Les motivations étaient fortes. Il y avait chez un certain nombre de jeunes une prise de conscience précoce d’un décalage intenable entre les promesses égalitaristes du marxisme officiel et les monumentales inégalités existantes, ainsi qu’une réaction contre les conditions de vie imposées au peuple. Et puis apparut cette masse d’enfants devenus orphelins, à cause de la guerre, mais aussi à cause des gigantesques purges qui se succédèrent. N’oublions pas les 750 000 Russes et allogènes liquidés en 1937, laissant tous ces enfants envoyés dans de bien rudes orphelinats, ou trainant à travers le pays, comme ces deux millions et demi d’enfants abandonnés recensés en 1948. Beaucoup de ces jeunes avaient été élevés par des parents foncièrement bolcheviks, et comprenaient mal que, soudain, on leur expliquât que ces mêmes parents étaient des ennemis du peuple. Certaines déclarations révélaient une prise de conscience précoce. Ainsi cette réflexion d’un tout jeune lycéen :  « La génération de nos pères a fait la Révolution, la génération suivante a défiguré le socialisme, nous, la troisième génération, nous devons rendre à l’idée socialiste sa pureté initiale. »

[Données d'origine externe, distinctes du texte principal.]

//! Minimal NMEA 0183 decoder: GGA sentences only.
//!
//! Bytes from the GPS UART are pushed one at a time. A complete
//! `$xxGGA` sentence with a valid checksum updates the satellite count,
//! and with fix quality > 0 also the position. Everything else is
//! dropped silently.

use crate::sensors::GpsFix;

/// NMEA caps sentences at 82 characters; leave headroom for noisy talkers.
const MAX_SENTENCE: usize = 96;

#[derive(Debug, Clone, Copy, PartialEq, Eq)]
pub enum SentenceError {
    /// Not a GGA sentence.
    Ignored,
    BadChecksum,
    /// No `*hh` trailer.
    MissingChecksum,
    Malformed,
}

/// One decoded GGA sentence.
#[derive(Debug, Clone, Copy, PartialEq)]
pub struct Gga {
    /// 0 = no fix.
    pub quality: u8,
    pub satellites: u8,
    pub lat: f64,
    pub lon: f64,
    pub alt_m: f64,
}

pub struct NmeaDecoder {
    line: heapless::String<MAX_SENTENCE>,
    overflow: bool,
    fix: Option<GpsFix>,
    satellites: u8,
    sentences: u32,
    checksum_errors: u32,
}

impl Default for NmeaDecoder {
    fn default() -> Self {
        Self::new()
    }
}

impl NmeaDecoder {
    pub fn new() -> Self {
        Self {
            line: heapless::String::new(),
            overflow: false,
            fix: None,
            satellites: 0,
            sentences: 0,
            checksum_errors: 0,
        }
    }

    /// Forget the fix and any partial line. Called when the UART closes.
    pub fn reset(&mut self) {
        self.line.clear();
        self.overflow = false;
        self.fix = None;
        self.satellites = 0;
    }

    pub fn fix(&self) -> Option<GpsFix> {
        self.fix
    }

    pub fn satellites(&self) -> u8 {
        self.satellites
    }

    /// Good GGA sentences decoded so far.
    pub fn sentences(&self) -> u32 {
        self.sentences
    }

    pub fn checksum_errors(&self) -> u32 {
        self.checksum_errors
    }

    pub fn push(&mut self, byte: u8) {
        match byte {
            b'$' => {
                self.line.clear();
                self.overflow = false;
                let _ = self.line.push('$');
            }
            b'\r' | b'\n' => {
                if !self.line.is_empty() && !self.overflow {
                    self.finish_line();
                }
                self.line.clear();
                self.overflow = false;
            }
            b if b.is_ascii() && !b.is_ascii_control() => {
                if self.line.push(b as char).is_err() {
                    self.overflow = true;
                }
            }
            _ => self.overflow = true,
        }
    }

    pub fn push_all(&mut self, bytes: &[u8]) {
        for &b in bytes {
            self.push(b);
        }
    }

    fn finish_line(&mut self) {
        match parse_gga(&self.line) {
            Ok(gga) => {
                self.sentences = self.sentences.wrapping_add(1);
                self.satellites = gga.satellites;
                self.fix = (gga.quality > 0).then_some(GpsFix {
                    lat: gga.lat,
                    lon: gga.lon,
                    alt_m: gga.alt_m,
                    satellites: gga.satellites,
                });
            }
            Err(SentenceError::BadChecksum) => {
                self.checksum_errors = self.checksum_errors.wrapping_add(1);
            }
            Err(_) => {}
        }
    }
}

/// XOR of every byte between `$` and `*`.
pub fn checksum(body: &str) -> u8 {
    body.bytes().fold(0, |acc, b| acc ^ b)
}

/// Parse one sentence (with leading `$` and `*hh` checksum, without line
/// terminator).
pub fn parse_gga(sentence: &str) -> Result<Gga, SentenceError> {
    let sentence = sentence.strip_prefix('$').ok_or(SentenceError::Malformed)?;
    let (body, cs) = sentence.split_once('*').ok_or(SentenceError::MissingChecksum)?;
    let expected = u8::from_str_radix(cs.trim(), 16).map_err(|_| SentenceError::Malformed)?;
    if checksum(body) != expected {
        return Err(SentenceError::BadChecksum);
    }

    let mut fields = body.split(',');
    let talker = fields.next().ok_or(SentenceError::Malformed)?;
    if talker.len() != 5 || !talker.ends_with("GGA") {
        return Err(SentenceError::Ignored);
    }

    let _utc = fields.next();
    let lat = fields.next().unwrap_or("");
    let ns = fields.next().unwrap_or("");
    let lon = fields.next().unwrap_or("");
    let ew = fields.next().unwrap_or("");
    let quality = fields.next().unwrap_or("").parse::<u8>().map_err(|_| SentenceError::Malformed)?;
    let satellites = fields.next().unwrap_or("").parse::<u8>().unwrap_or(0);
    let _hdop = fields.next();
    let alt = fields.next().unwrap_or("");

    if quality == 0 {
        return Ok(Gga { quality, satellites, lat: 0.0, lon: 0.0, alt_m: 0.0 });
    }

    let lat = degrees(lat, 2, 90.0, ns, 'S')?;
    let lon = degrees(lon, 3, 180.0, ew, 'W')?;
    let alt_m = alt.parse::<f64>().unwrap_or(0.0);
    Ok(Gga { quality, satellites, lat, lon, alt_m })
}

/// `ddmm.mmmm` / `dddmm.mmmm` to signed decimal degrees.
fn degrees(field: &str, deg_digits: usize, max: f64, hemi: &str, negative: char) -> Result<f64, SentenceError> {
    if field.len() <= deg_digits || !field.bytes().all(|b| b.is_ascii_digit() || b == b'.') {
        return Err(SentenceError::Malformed);
    }
    let (d, m) = field.split_at(deg_digits);
    let d: f64 = d.parse().map_err(|_| SentenceError::Malformed)?;
    let m: f64 = m.parse().map_err(|_| SentenceError::Malformed)?;
    let value = d + m / 60.0;
    if m >= 60.0 || value > max {
        return Err(SentenceError::Malformed);
    }
    Ok(if hemi.starts_with(negative) { -value } else { value })
}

Ce qui pourrait nous étonner, c’est l’invraisemblable distorsion entre la modestie des forces opposantes et l’importance des moyens de répression. À Leningrad, une distribution clandestine de 144 tracts fait l’objet d’une lettre du ministre de l’Intérieur à Staline. Et pour démanteler le Duo du peuple, qui se composait effectivement de deux adolescents de Leningrad, on envoya de Moscou tout un groupe de tchékistes pour aider la police locale.

Rude parâtre

C’est que Staline a toujours éprouvé une peur particulière des nouvelles générations. Il était persuadé qu’elles engendreraient de redoutables opposants. On avait beau procéder à un encadrement ultra rigoureux de la jeunesse, la rupture de la moindre maille du filet pourrait provoquer le détricotement de l’ensemble. Alexandre Fadeïev, secrétaire de l’Union des écrivains, et lèche botte suprême, en fit l’amère expérience. Ayant écrit après la guerre La jeune garde, ce roman, décrivant la lutte héroïque de jeunes soviétiques contre l’Occupant nazi, connut un grand succès et fut porté à l’écran par Gherassimov. Ce qui déclencha une grosse colère de Staline qui demanda à Fadeïev de réécrire son livre. Il était dangereux de représenter une jeunesse agissant spontanément contre l’oppres­sion, sans être sous la ferme tutelle du Parti. Un exemple qui pourrait donner de bien vilaines idées à certains… Décidément, Staline, le Grand pédagogue, le Petit Père des peuples, fut pour les jeunes de son peuple un bien rude parâtre.